Since the law was passed in 2013, the number of clinics providing abortion services in Texas dropped to 19 from 42. Opponents said that number would fall to ten if the Supreme Court upheld the law.

The state of Texas argued that the laws are constitutional because they are intended to protect women’s health. The challengers argue that the laws are actually intended to close clinics and limit women’s access to abortion.

Five members of the high court sided with the challengers with Chief Justice John Roberts, Justices Samuel Alito and Clarence Thomas dissenting.

Writing for the majority, Justice Stephen Breyer wrote: “We agree with the District Court that the surgical center requirement, like the admitting-privileges requirement, provides few, if any, health benefits for women, poses a substantial obstacle to women seeking abortions, and constitutes an ‘undue burden’ on their constitutional right to do so.”
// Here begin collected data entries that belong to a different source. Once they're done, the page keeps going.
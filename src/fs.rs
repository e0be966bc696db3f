// This Source Code Form is subject to the terms of the Mozilla Public
// License, v. 2.0. If a copy of the MPL was not distributed with this
// file, You can obtain one at https://mozilla.org/MPL/2.0/.

//! The public filesystem API: `probe`, `opendir`, `read`, `size`, and
//! the `DirStream` that owns a decoded image's inode and directory
//! tables for the lifetime of a traversal.

use crate::block::BlockSource;
use crate::dir::{self, Entry, RawEntry};
use crate::error::{Error, Result};
use crate::file::{self, RegularFile};
use crate::fragment::FragmentTable;
use crate::inode::{self, InodeVariant};
use crate::metadata::MetaTable;
use crate::superblock::{SuperBlock, SUPERBLOCK_SIZE};
use tracing::{debug, instrument};

/// Checks that `source` begins with a valid SquashFS superblock,
/// without decoding any other table.
#[instrument(skip(source))]
pub fn probe(source: &dyn BlockSource) -> Result<SuperBlock> {
    let mut header = [0u8; SUPERBLOCK_SIZE];
    source.read_at(0, &mut header)?;
    let sb = SuperBlock::parse(&header)?;
    debug!(block_size = sb.block_size, inodes = sb.inodes, "probed image");
    Ok(sb)
}

/// Owns the fully-decoded inode table, directory table, and fragment
/// table for the lifetime of a traversal rooted at one path lookup.
/// Every [`Entry`] yielded from it is derived from this storage; when
/// the `DirStream` drops, ordinary `Vec` deallocation releases it.
pub struct DirStream {
    entries: Vec<Entry>,
    cursor: usize,
}

impl DirStream {
    fn from_entries(entries: Vec<Entry>) -> DirStream {
        DirStream { entries, cursor: 0 }
    }

    /// Yields entries in on-disk order, then `None` once exhausted.
    pub fn readdir(&mut self) -> Option<Entry> {
        let e = self.entries.get(self.cursor)?.clone();
        self.cursor += 1;
        Some(e)
    }

    pub fn len(&self) -> usize {
        self.entries.len()
    }

    pub fn is_empty(&self) -> bool {
        self.entries.is_empty()
    }
}

impl Iterator for DirStream {
    type Item = Entry;

    fn next(&mut self) -> Option<Entry> {
        self.readdir()
    }
}

/// A no-op wrapper over dropping a [`DirStream`], kept only so the
/// five-operation surface from the public API reads one-to-one with
/// callers that expect an explicit release step.
pub fn closedir(_stream: DirStream) {}

/// The tables decoded from one image, shared across path lookups.
struct Tables {
    sb: SuperBlock,
    inode_table: MetaTable,
    dir_table: MetaTable,
    fragments: Option<FragmentTable>,
}

impl Tables {
    fn load(source: &dyn BlockSource) -> Result<Tables> {
        let sb = probe(source)?;

        let inode_table_end = first_present(&[
            sb.directory_table_start,
            sb.fragment_table_start,
            sb.export_table_start,
            sb.id_table_start,
            sb.bytes_used,
        ])
        .unwrap_or(sb.bytes_used);
        let inode_table = MetaTable::decode(source, sb.compression, sb.inode_table_start, inode_table_end)?;

        let dir_table_end = first_present(&[sb.fragment_table_start, sb.export_table_start, sb.id_table_start, sb.bytes_used])
            .unwrap_or(sb.bytes_used);
        let dir_table = MetaTable::decode(source, sb.compression, sb.directory_table_start, dir_table_end)?;

        let fragments = if sb.has_fragment_table() {
            let frag_end = first_present(&[sb.export_table_start, sb.id_table_start, sb.bytes_used]).unwrap_or(sb.bytes_used);
            Some(FragmentTable::load(source, sb.compression, sb.fragment_table_start, sb.fragments, frag_end)?)
        } else {
            None
        };

        Ok(Tables { sb, inode_table, dir_table, fragments })
    }

    fn find_inode(&self, inode_number: u32) -> Result<InodeVariant> {
        inode::find_inode(self.inode_table.bytes(), self.sb.block_size, inode_number)
    }

    fn root_inode(&self) -> Result<InodeVariant> {
        self.find_inode(self.sb.inodes)
    }

    /// Resolves a directory inode's content into flat bytes.
    fn dir_content(&self, inode: &InodeVariant) -> Result<&[u8]> {
        let (start_block, offset, file_size) =
            inode.dir_ref().ok_or(Error::NotDir)?;
        let content_len = (file_size.max(3) - 3) as usize;
        let meta_ref = crate::metadata::MetaRef::new(start_block, offset);
        let flat = self.dir_table.resolve(meta_ref)?;
        self.dir_table.slice(flat, content_len)
    }

    fn list_dir(&self, inode: &InodeVariant) -> Result<Vec<Entry>> {
        let content = self.dir_content(inode)?;
        let (_, _, file_size) = inode.dir_ref().ok_or(Error::NotDir)?;
        let content_len = (file_size.max(3) - 3) as usize;

        let mut entries = Vec::new();
        let mut err = None;
        let visit = |raw: RawEntry<'_>| -> Result<()> {
            match self.find_inode(raw.inode_number) {
                Ok(target) => {
                    let size = match &target {
                        InodeVariant::Reg(r) => Some(r.file_size as u64),
                        InodeVariant::ExtReg(r) => Some(r.file_size),
                        _ => None,
                    };
                    entries.push(Entry { name: raw.name.to_vec(), kind: raw.kind, size });
                    Ok(())
                }
                Err(e) => {
                    err = Some(e);
                    Ok(())
                }
            }
        };
        dir::scan(content, content_len, visit)?;
        if let Some(e) = err {
            return Err(e);
        }
        Ok(entries)
    }

    /// Walks `path`'s components starting at the root inode, per the
    /// path-resolution algorithm in the component design.
    fn resolve_path(&self, path: &[u8]) -> Result<(InodeVariant, bool)> {
        let trailing_slash = path.len() > 1 && path.ends_with(b"/");
        let mut current = self.root_inode()?;
        let components: Vec<&[u8]> = path
            .split(|&b| b == b'/')
            .filter(|c| !c.is_empty())
            .collect();

        for component in components {
            if !current.is_dir() {
                return Err(Error::NotDir);
            }
            let content = self.dir_content(&current)?;
            let (_, _, file_size) = current.dir_ref().ok_or(Error::NotDir)?;
            let content_len = (file_size.max(3) - 3) as usize;

            let mut found: Option<u32> = None;
            dir::scan(content, content_len, |raw: RawEntry<'_>| {
                if found.is_none() && raw.name == component {
                    found = Some(raw.inode_number);
                }
                Ok(())
            })?;

            let inode_number = found.ok_or(Error::NotFound)?;
            current = self.find_inode(inode_number)?;
        }

        Ok((current, trailing_slash))
    }
}

fn first_present(candidates: &[u64]) -> Option<u64> {
    candidates.iter().copied().find(|&v| v != crate::superblock::NOT_PRESENT)
}

/// Resolves `path` to a directory and decodes it fully, returning a
/// [`DirStream`] over its entries. `path` need not include a trailing
/// slash; `/` alone denotes the root.
#[instrument(skip(source))]
pub fn opendir(source: &dyn BlockSource, path: &[u8]) -> Result<DirStream> {
    let tables = Tables::load(source)?;
    // A trailing slash forces directory semantics, but a non-directory
    // inode is rejected either way, so `_` is fine here.
    let (inode, _trailing_slash) = tables.resolve_path(path)?;
    if !inode.is_dir() {
        return Err(Error::NotDir);
    }
    let entries = tables.list_dir(&inode)?;
    debug!(count = entries.len(), "opened directory");
    Ok(DirStream::from_entries(entries))
}

/// Reads bytes `[byte_offset, byte_offset+len)` of the regular file at
/// `path`, invoking `sink` once per emitted chunk. Returns the number
/// of bytes actually written.
#[instrument(skip(source, sink))]
pub fn read(
    source: &dyn BlockSource,
    path: &[u8],
    byte_offset: u64,
    len: u64,
    sink: &mut dyn FnMut(&[u8]) -> Result<()>,
) -> Result<u64> {
    let tables = Tables::load(source)?;
    let (inode, trailing_slash) = tables.resolve_path(path)?;
    if trailing_slash {
        return Err(Error::NotDir);
    }

    let file = match &inode {
        InodeVariant::Reg(r) => RegularFile::from(r),
        InodeVariant::ExtReg(r) => RegularFile::from(r),
        _ => return Err(Error::Unsupported("read is only defined for regular files")),
    };

    file::stream(
        source,
        tables.sb.compression,
        tables.sb.block_size,
        &file,
        tables.fragments.as_ref(),
        byte_offset,
        len,
        sink,
    )
}

/// Resolves `path` and reports its size: `file_size` for regular
/// files, `symlink_size` for symlinks.
#[instrument(skip(source))]
pub fn size(source: &dyn BlockSource, path: &[u8]) -> Result<u64> {
    let tables = Tables::load(source)?;
    let (inode, _) = tables.resolve_path(path)?;
    Ok(inode.size())
}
However, in his dissent, Justice Samuel Alito faulted the Court for breaking its own rules when arriving at its decision.

For example, he writes: “Shortly after Texas enacted House Bill 2 (H. B. 2) in 2013, the petitioners in this case brought suit, claiming, among other things, that a provision of the new law requiring a physician performing an abortion to have admitting privileges at a nearby hospital is ‘facially’ unconstitutional and thus totally unenforceable. Petitioners had a fair opportunity to make their case, but they lost on the merits in the United States Court of Appeals for the Fifth Circuit, and they chose not to petition this Court for review. The judgment against them became final.

“Under the rules that apply in regular cases, petitioners could not relitigate the exact same claim in a second suit. As we have said, ‘a losing litigant deserves no rematch after a defeat fairly suffered, in adversarial proceedings, on an issue identical in substance to the one he subsequently seeks to raise’ . . . . In this abortion case, however, that rule is disregarded. The Court awards a victory to petitioners on the very claim that they unsuccessfully pressed in the earlier case. The Court does this even though petitioners, undoubtedly realizing that a rematch would not be allowed, did not presume to include such a claim in their complaint. The Court favors petitioners with a victory that they did not have the audacity to seek.”

The ruling is expected to impact similar abortion restriction laws that are currently pending in other states.

Texas Attorney General Ken Paxton expressed his disappointment over the ruling.

“HB2 was an effort to improve minimum safety standards and ensure capable care for Texas women. It’s exceedingly unfortunate that the court has taken the ability to protect women’s health out of the hands of Texas citizens and their duly-elected representatives.”

Father Frank Pavone of Priests for Life issued this statement in the wake of the decision: “The Supreme Court is now the Supreme Medical Board, setting its own standards for patient care in the United States. This decision is an outrageous usurpation of legislative power and it only underscores the critical importance of electing a President who will nominate — and Senators who will confirm — justices to the Supreme Court who will adjudicate, not write the law.”